_Exercise brief_
Count every line below that holds "server". Number only.

_Source material_
▬▬▬
use std::io;
use std::io::Write;
use std::path::Path;
use std::process::{Command, Stdio};
use std::sync::mpsc::Sender;
use std::thread;

use crate::ipc;
use crate::server::Event;

/// Spawns a POSIX shell for job `job_id` with `script` fed on stdin. The shell runs with `-e`
/// (stop at the first failing command) and `-s` (read the script from stdin); `-v` echoes the
/// script when `echo` is set. `REMAKE_JOB_ID` and the server socket address are passed through
/// the environment so recursive invocations reach back to this build.
///
/// The exit status is delivered as an [`Event::JobExited`] on `events`; a thread per child
/// writes the script and waits, so the server never blocks on a shell.
pub fn spawn_script(
  job_id: i32,
  script: String,
  echo: bool,
  socket_path: &Path,
  events: Sender<Event>,
) -> io::Result<()> {
  let mut command = Command::new("/bin/sh");
  command.arg("-e").arg("-s");
  if echo {
    command.arg("-v");
  }
  command
    .env(ipc::JOB_ID_ENV, job_id.to_string())
    .env(ipc::SOCKET_ENV, socket_path)
    .stdin(Stdio::piped());
  let mut child = command.spawn()?;
  let mut stdin = child.stdin.take().expect("BUG: stdin was piped");
  thread::spawn(move || {
    if stdin.write_all(script.as_bytes()).is_err() {
      eprintln!("Unexpected failure while sending script to shell");
    }
    drop(stdin);
    let success = child.wait().map(|status| status.success()).unwrap_or(false);
    let _ = events.send(Event::JobExited { job_id, success });
  });
  Ok(())
}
▬▬▬
_Answer for this exercise_
3